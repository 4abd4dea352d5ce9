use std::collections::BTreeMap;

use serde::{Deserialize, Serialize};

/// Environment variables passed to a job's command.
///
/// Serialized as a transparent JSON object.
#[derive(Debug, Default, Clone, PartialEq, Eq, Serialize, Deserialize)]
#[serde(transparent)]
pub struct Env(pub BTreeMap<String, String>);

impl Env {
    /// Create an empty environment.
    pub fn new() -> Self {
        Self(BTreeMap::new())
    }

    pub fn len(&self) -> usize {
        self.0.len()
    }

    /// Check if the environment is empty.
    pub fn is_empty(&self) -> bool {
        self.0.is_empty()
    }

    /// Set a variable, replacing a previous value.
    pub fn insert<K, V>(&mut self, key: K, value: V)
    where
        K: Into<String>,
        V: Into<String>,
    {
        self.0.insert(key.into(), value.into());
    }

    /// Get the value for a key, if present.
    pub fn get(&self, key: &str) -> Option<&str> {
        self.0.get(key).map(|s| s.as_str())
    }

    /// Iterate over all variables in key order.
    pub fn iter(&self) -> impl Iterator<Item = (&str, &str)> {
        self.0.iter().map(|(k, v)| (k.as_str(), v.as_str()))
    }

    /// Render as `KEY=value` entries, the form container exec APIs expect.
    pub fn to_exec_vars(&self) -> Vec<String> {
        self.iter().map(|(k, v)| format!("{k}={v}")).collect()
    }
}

.....

> **Task item**
Tally the lines above that include "String", and reply with only the tally.

> **Output of the exercise**
4